Blackpool Teaching Hospitals faces some significant challenges. It is located in one of the most economically deprived towns in the country, with some of the most significant health problems.
Last July, a Guardian article described Blackpool as “the most unhealthy place in England”; one in which “more than half the population smokes… alcoholism is rife, and deaths from drug abuse rival the worst estates in London or Glasgow.”
Then there is the age profile: already high, the Blackpool joint strategic needs assessment, estimates that elderly people will make up a quarter of the town’s population by 2039. One effect of this combination of ageing and ill health is a lot of demand on A&E.
As part of its strategic plan and winter preparations, Blackpool Teaching Hospitals invested £2 million in an overhaul of its A&E facilities last year, opening a new urgent care centre for minor injuries, and a new mental health ward for people in crisis.
Yet it still came under considerable pressure this year. The local health community has recognised the need for a long-term solution, and is building on a history of joint working to try and find one.
Two clinical commissioning groups, Blackpool Council, the trust and other partners have formed the Fylde Coast Health Economy, to develop a community based, multi-disciplinary, ‘extensive care service’, targeted on people aged 60 and over, with two or more long-term conditions.

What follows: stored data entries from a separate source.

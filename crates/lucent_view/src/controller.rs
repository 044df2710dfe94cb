//! Effect surface controller
//!
//! [`EffectSurface`] is what a glass-bearing view owns. It tracks the view's
//! lifecycle through the surface state machine, lays out the glass layer in
//! non-animated transactions, paces frames with a [`FrameTicker`], and on each
//! due frame pulls a backdrop texture (fast-path provider first, then the
//! capturer) and hands it to the renderer.
//!
//! Without a GPU the controller still tracks state and layout; only the
//! render calls become no-ops.

use std::sync::Weak;
use std::time::Instant;

use lucent_core::{
    CaptureSettings, CaptureSource, CompositorHost, EffectConfiguration, FrameTicker, LayerChange,
    LayerRole, LayoutTransaction, Rect, StateMachine, SurfaceEvent, SurfaceState,
};
use lucent_gpu::{
    BackdropCapturer, CaptureDevice, FrameOutcome, GlassPipeline, GlassRenderer, GpuContext,
    PresentationSurface, SkipReason, WgpuCaptureDevice,
};

use crate::provider::BackdropProvider;

/// Scale changes smaller than this are ignored
const SCALE_EPSILON: f32 = 1e-4;

/// The controller as hosts use it, backed by wgpu
pub type WgpuEffectSurface<S> = EffectSurface<S, WgpuCaptureDevice, GlassPipeline>;

type Provider<T> = Box<dyn BackdropProvider<Texture = T>>;

struct GpuParts<S: CaptureSource + ?Sized, D: CaptureDevice, R> {
    capturer: BackdropCapturer<S, D>,
    renderer: R,
}

/// Lifecycle, layout and frame pacing for one glass view
pub struct EffectSurface<S, D, R>
where
    S: CaptureSource + ?Sized,
    D: CaptureDevice,
    R: GlassRenderer<Texture = D::Texture>,
{
    /// `None` when the GPU path is unavailable
    gpu: Option<GpuParts<S, D, R>>,
    surface: Box<dyn PresentationSurface>,
    host: Box<dyn CompositorHost>,
    provider: Option<Provider<D::Texture>>,
    state: StateMachine<SurfaceState, SurfaceEvent>,
    /// A start requested while detached, applied on attach
    pending_start: bool,
    needs_redraw: bool,
    ticker: FrameTicker,
    config: EffectConfiguration,
    mutations: u64,
    bounds: Rect,
    scale: f32,
}

impl<S, D, R> EffectSurface<S, D, R>
where
    S: CaptureSource + ?Sized,
    D: CaptureDevice,
    R: GlassRenderer<Texture = D::Texture>,
{
    pub fn new(
        capturer: BackdropCapturer<S, D>,
        renderer: R,
        surface: Box<dyn PresentationSurface>,
        host: Box<dyn CompositorHost>,
    ) -> Self {
        Self::build(Some(GpuParts { capturer, renderer }), surface, host)
    }

    /// A controller with no GPU path. State and layout work as usual;
    /// rendering reports [`SkipReason::Disabled`].
    pub fn disabled(surface: Box<dyn PresentationSurface>, host: Box<dyn CompositorHost>) -> Self {
        Self::build(None, surface, host)
    }

    fn build(
        mut gpu: Option<GpuParts<S, D, R>>,
        surface: Box<dyn PresentationSurface>,
        host: Box<dyn CompositorHost>,
    ) -> Self {
        let config = EffectConfiguration::default();
        let scale = 1.0;
        if let Some(gpu) = gpu.as_mut() {
            gpu.renderer.update_configuration(&config, scale);
        }
        Self {
            gpu,
            surface,
            host,
            provider: None,
            state: StateMachine::surface(),
            pending_start: false,
            needs_redraw: false,
            ticker: FrameTicker::default(),
            config,
            mutations: 0,
            bounds: Rect::ZERO,
            scale,
        }
    }

    pub fn with_settings(mut self, settings: &CaptureSettings) -> Self {
        self.apply_settings(settings);
        self
    }

    /// Apply capture downsample and frame rate
    pub fn apply_settings(&mut self, settings: &CaptureSettings) {
        self.ticker.set_target_fps(settings.target_fps);
        if let Some(gpu) = self.gpu.as_mut() {
            gpu.capturer.set_downsample(settings.downsample());
        }
    }

    /// Install (or remove) the zero-copy backdrop fast path
    pub fn set_backdrop_provider(&mut self, provider: Option<Provider<D::Texture>>) {
        self.provider = provider;
        self.request_redraw();
    }

    pub fn state(&self) -> SurfaceState {
        self.state.current_state()
    }

    pub fn is_attached(&self) -> bool {
        !self.state.is_in(SurfaceState::Detached)
    }

    pub fn is_active(&self) -> bool {
        self.state.is_in(SurfaceState::Active)
    }

    /// Whether the GPU path is available
    pub fn is_enabled(&self) -> bool {
        self.gpu.is_some()
    }

    pub fn configuration(&self) -> &EffectConfiguration {
        &self.config
    }

    /// Number of configuration updates that changed something
    pub fn mutation_count(&self) -> u64 {
        self.mutations
    }

    pub fn bounds(&self) -> Rect {
        self.bounds
    }

    pub fn scale_factor(&self) -> f32 {
        self.scale
    }

    pub fn target_fps(&self) -> u32 {
        self.ticker.target_fps()
    }

    pub fn needs_redraw(&self) -> bool {
        self.needs_redraw
    }

    pub fn capturer(&self) -> Option<&BackdropCapturer<S, D>> {
        self.gpu.as_ref().map(|gpu| &gpu.capturer)
    }

    pub fn renderer(&self) -> Option<&R> {
        self.gpu.as_ref().map(|gpu| &gpu.renderer)
    }

    pub fn surface(&self) -> &dyn PresentationSurface {
        self.surface.as_ref()
    }

    pub fn host(&self) -> &dyn CompositorHost {
        self.host.as_ref()
    }

    /// The view entered a displayed hierarchy
    pub fn attach(&mut self) {
        if !self.transition(SurfaceEvent::Attach) {
            return;
        }
        self.needs_redraw = true;
        if std::mem::take(&mut self.pending_start) {
            self.start_rendering();
        }
    }

    /// The view left its hierarchy. Rendering stops; an active surface
    /// resumes on the next attach.
    pub fn detach(&mut self) {
        let was_active = self.is_active();
        if self.transition(SurfaceEvent::Detach) {
            self.ticker.stop();
            self.pending_start = was_active;
        }
    }

    /// Redraw on every frame tick. Deferred until attach when detached.
    pub fn start_rendering(&mut self) {
        match self.state() {
            SurfaceState::Detached => {
                tracing::debug!("start requested while detached, deferring");
                self.pending_start = true;
            }
            SurfaceState::Idle => {
                self.transition(SurfaceEvent::Start);
                self.ticker.start();
                self.needs_redraw = true;
            }
            SurfaceState::Active => {}
        }
    }

    /// Stop redrawing. Takes effect immediately and drops any pending redraw
    /// request; submitted GPU work is not awaited.
    pub fn stop_rendering(&mut self) {
        self.pending_start = false;
        self.needs_redraw = false;
        if self.transition(SurfaceEvent::Stop) {
            self.ticker.stop();
        }
    }

    pub fn set_active(&mut self, active: bool) {
        if active {
            self.start_rendering();
        } else {
            self.stop_rendering();
        }
    }

    /// Mark the glass stale; an idle surface redraws on the next frame
    pub fn request_redraw(&mut self) {
        self.needs_redraw = true;
    }

    /// Per-frame callback from the host.
    ///
    /// Active surfaces render when the target frame interval has elapsed;
    /// idle ones only when a redraw was requested. Returns `None` when
    /// nothing was attempted.
    pub fn on_frame(&mut self, now: Instant) -> Option<FrameOutcome> {
        match self.state() {
            SurfaceState::Active => {
                if !self.ticker.tick(now) {
                    return None;
                }
            }
            SurfaceState::Idle if self.needs_redraw => self.ticker.mark_rendered(now),
            _ => return None,
        }
        Some(self.render_now())
    }

    /// Capture and render one frame immediately, whatever the state
    pub fn render_now(&mut self) -> FrameOutcome {
        let Some(gpu) = self.gpu.as_mut() else {
            return FrameOutcome::Skipped(SkipReason::Disabled);
        };
        let backdrop = next_backdrop(&mut gpu.capturer, &mut self.provider);
        let outcome = gpu.renderer.render(self.surface.as_mut(), backdrop.as_ref());
        if outcome.is_rendered() {
            self.needs_redraw = false;
        }
        tracing::trace!("effect surface frame: {:?}", outcome);
        outcome
    }

    /// Lay out the glass layer for new view bounds
    pub fn layout(&mut self, bounds: Rect) {
        self.layout_with(bounds, std::iter::empty());
    }

    /// Lay out the glass layer plus `extra` changes in the same transaction
    pub fn layout_with(&mut self, bounds: Rect, extra: impl IntoIterator<Item = LayerChange>) {
        self.bounds = bounds;
        let size = bounds.size.to_pixels(self.scale);

        let mut transaction = LayoutTransaction::begin(self.host.as_ref());
        transaction
            .push(LayerChange::Frame {
                layer: LayerRole::Glass,
                frame: bounds.size.to_rect(),
            })
            .push(LayerChange::DrawableSize {
                layer: LayerRole::Glass,
                size,
            });
        for change in extra {
            transaction.push(change);
        }
        transaction.commit();

        if self.surface.size() != size {
            tracing::debug!("resizing glass drawable to {}", size);
            self.surface.resize(size);
        }
        self.request_redraw();
    }

    /// Replace the configuration. Returns whether anything changed.
    pub fn update_configuration(&mut self, config: EffectConfiguration) -> bool {
        let config = config.sanitized();
        if config == self.config {
            return false;
        }
        self.config = config;
        self.mutations += 1;
        if let Some(gpu) = self.gpu.as_mut() {
            gpu.renderer.update_configuration(&self.config, self.scale);
        }
        self.request_redraw();
        true
    }

    /// Display density changed (moved to another screen)
    pub fn set_scale_factor(&mut self, scale: f32) {
        if !(scale.is_finite() && scale > 0.0) || (scale - self.scale).abs() < SCALE_EPSILON {
            return;
        }
        self.scale = scale;
        if let Some(gpu) = self.gpu.as_mut() {
            gpu.renderer.update_configuration(&self.config, scale);
        }
        self.layout(self.bounds);
    }

    fn transition(&mut self, event: SurfaceEvent) -> bool {
        if !self.state.can_send(event) {
            tracing::trace!("ignoring {:?} in {:?}", event, self.state.current_state());
            return false;
        }
        self.state.send(event);
        true
    }
}

impl<S: CaptureSource + ?Sized> EffectSurface<S, WgpuCaptureDevice, GlassPipeline> {
    /// Build the wgpu-backed controller for `source`.
    ///
    /// A pipeline that fails to build yields a disabled controller.
    pub fn with_gpu(
        gpu: &GpuContext,
        source: Weak<S>,
        surface: Box<dyn PresentationSurface>,
        host: Box<dyn CompositorHost>,
        settings: &CaptureSettings,
    ) -> Self {
        let scale = source.upgrade().map_or(1.0, |view| view.scale_factor());
        let controller = match GlassPipeline::new(gpu) {
            Ok(pipeline) => {
                let capturer = BackdropCapturer::new(source, WgpuCaptureDevice::new(gpu));
                Self::new(capturer, pipeline, surface, host)
            }
            Err(err) => {
                tracing::warn!("glass rendering unavailable: {}", err);
                Self::disabled(surface, host)
            }
        };
        let mut controller = controller.with_settings(settings);
        controller.set_scale_factor(scale);
        controller
    }
}

fn next_backdrop<S, D>(
    capturer: &mut BackdropCapturer<S, D>,
    provider: &mut Option<Provider<D::Texture>>,
) -> Option<D::Texture>
where
    S: CaptureSource + ?Sized,
    D: CaptureDevice,
{
    if let Some(provider) = provider {
        if let Ok(region) = capturer.region() {
            if let Some(texture) = provider.backdrop(&region) {
                return Some(texture);
            }
        }
        tracing::trace!("backdrop provider declined, capturing");
    }
    capturer.capture_backdrop()
}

Last June, Stevens announced that it would become one of a handful of ‘vanguard’ projects that would be greenlighted to work towards becoming an ‘accountable care organisation’ (referred to locally as an accountable care partnership and now renamed, nationally, an integrated care system).

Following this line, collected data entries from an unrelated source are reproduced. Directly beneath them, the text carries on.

//! Log output for hosts and demos
//!
//! Lucent itself only emits `tracing` events. Hosts that don't install their
//! own subscriber can call [`init`] once at startup; `RUST_LOG` overrides the
//! default filter.

use tracing_subscriber::util::{SubscriberInitExt, TryInitError};
use tracing_subscriber::EnvFilter;

/// Filter used when `RUST_LOG` is unset
pub const DEFAULT_FILTER: &str = "info,wgpu_core=warn,wgpu_hal=warn,naga=warn";

/// Install a formatting subscriber, ignoring an already-installed one
pub fn init() {
    if try_init().is_err() {
        tracing::debug!("global subscriber already installed");
    }
}

/// Install a formatting subscriber
pub fn try_init() -> Result<(), TryInitError> {
    let filter =
        EnvFilter::try_from_default_env().unwrap_or_else(|_| EnvFilter::new(DEFAULT_FILTER));
    tracing_subscriber::fmt()
        .with_env_filter(filter)
        .with_target(true)
        .finish()
        .try_init()
}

All of this also has an IT component. Local GPs are long-term users of EMIS systems, and in 2014, Blackpool Teaching Hospitals announced that it would extend the use of EMIS Web to the community health services that it had taken on two years earlier.
Information sharing agreements are in place to give hospital clinicians access to information held by local GPs, community and mental health services, all of which now use EMIS Web, via the portal.
Once MAXIMS IS deployed, the trust will have two big IT platforms that it will be able to link-up through the portal, to give clinicians access to information wherever they happen to be working.
Indeed, Bloor has said that he wants to give staff working across the accountable care partnership “the kind of consumer experience” they get when they use platforms such as eBay or Amazon, in which they “use a lot of different systems” but so seamlessly that “they do not perceive it that way.”
“We are moving the trust towards an open, integrated approach,” Bloor concludes. “No one system will deliver everything that we want to do, so MAXIMS is our chosen engine in the acute environment, and EMIS is our chosen engine in the primary care and community environment.
“We have a portal that sits on top of MAXIMS, our PACS, our radiology system, and EMIS Web, that will enable us to share information across the whole health economy. That will enable the clinicians in the ACP to do their jobs without having to log-into lots of different systems to get the information they need. That’s where we are trying to get to.”